Taylor Casino
1 Year Ago
Empathizing with your customers is the first step in creating a successful e-commerce user experience (UX). You acknowledge that you do not know everything about your target market and commit to understanding their wants and needs.
Empathy is about more than research though. Building empathy means putting yourself in the customers’ shoes and understanding your audiences’ frustrations, motivation and opinions.
Use one or more of the 4 strategies below to begin formulating a UX strategy for your business…
Customer Surveys
Most companies are familiar with customer surveys. They allow businesses to create a questionnaire and send it to a large sample set of respondents (usually online). Customer surveys can offer a significant amount of data at a low cost, but they can also be misleading.
Surveys provide great quantitative data, but can be lacking in terms of qualitative results. Participants are much more likely to choose a response on a survey that they mostly agree with than type an answer in their own words. This means that you lose a lot of depth in your results. Also, you rely heavily on the quality of the questions when conducting customer surveys. Questions that confuse or mislead respondents may skew your results because there was no outside assistance.
Customer Interviews
Customer interviews are also well-known to many businesses. This is a common technique used to sit down with consumers to learn more about their thoughts and feelings towards a specific topic. It is relatively low cost and gives companies an opportunity to delve into topics that could not be addressed in a customer survey.
One thing to keep in mind during customer interviews is the importance of building rapport. If you jump straight into interview questions, respondents may not trust you and could be unwilling to share personal details. Take the time to get to know your users, on a personal level, before asking them about their experiences. Also, make sure to have questions prepared beforehand, so that the interview maintains a consistent flow.
Contextual Inquiry
This strategy is more involved than some of the previous options, but yields some of the richest results. Contextual inquiry involves watching members of your target market perform specific tasks within their natural environment. For example, if you are creating an application for hospital administrators, you would go to various hospitals and observe how workers currently interact with their administration application.

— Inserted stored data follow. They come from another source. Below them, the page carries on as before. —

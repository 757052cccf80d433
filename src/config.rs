use std::path::PathBuf;

use anyhow::{Context, Result};

use crate::models::StatusFilter;

pub const ENV_FILTER: &str = "TASKLIST_FILTER";
pub const ENV_LOG_LEVEL: &str = "TASKLIST_LOG";
pub const ENV_LOG_FILE: &str = "TASKLIST_LOG_FILE";

pub const DEFAULT_LOG_LEVEL: &str = "warn";

/// Session settings resolved from flags, then environment, then defaults.
#[derive(Debug, Clone, PartialEq)]
pub struct Config {
    pub initial_filter: StatusFilter,
    pub log_level: String,
    pub log_file: Option<PathBuf>,
}

impl Default for Config {
    fn default() -> Self {
        Config {
            initial_filter: StatusFilter::All,
            log_level: DEFAULT_LOG_LEVEL.to_string(),
            log_file: None,
        }
    }
}

impl Config {
    pub fn resolve(
        filter: Option<&str>,
        log_level: Option<&str>,
        log_file: Option<PathBuf>,
    ) -> Result<Self> {
        Self::resolve_with(filter, log_level, log_file, |key| std::env::var(key).ok())
    }

    /// Same as [`Config::resolve`] with an injectable environment lookup.
    pub fn resolve_with<F>(
        filter: Option<&str>,
        log_level: Option<&str>,
        log_file: Option<PathBuf>,
        env: F,
    ) -> Result<Self>
    where
        F: Fn(&str) -> Option<String>,
    {
        let defaults = Config::default();

        let initial_filter = match filter.map(str::to_string).or_else(|| env(ENV_FILTER)) {
            Some(raw) => raw
                .parse::<StatusFilter>()
                .with_context(|| format!("invalid initial filter '{}'", raw))?,
            None => defaults.initial_filter,
        };

        let log_level = log_level
            .map(str::to_string)
            .or_else(|| env(ENV_LOG_LEVEL))
            .filter(|s| !s.trim().is_empty())
            .unwrap_or(defaults.log_level);

        let log_file = log_file.or_else(|| {
            env(ENV_LOG_FILE)
                .filter(|s| !s.trim().is_empty())
                .map(PathBuf::from)
        });

        Ok(Config {
            initial_filter,
            log_level,
            log_file,
        })
    }
}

This strategy is important because it allows you to see, first-hand, the daily experience of your audience. You can document things that respondents may forget, like the session time-out length being too short, and discover opportunities for improvement.
Diary Studies
Diary studies involve giving consumers a diary, either physical or electronic, and asking them to write about their experiences relating to a specific topic. This strategy can be conducted in a variety of ways. Strict diary studies may ask respondents to write at a predefined time every day and to answer a specific set of questions. More relaxed diary studies may just ask users to write about a topic sometime during their day.
The benefit of diary studies is its ability to capture deep emotions. Based on the social norms surrounding diaries, respondents tend to get fairly personal in their entries. You will learn about users’ frustrations on a much deeper level than with other strategies. This method is also ideal for tracking responses over a longer period of time.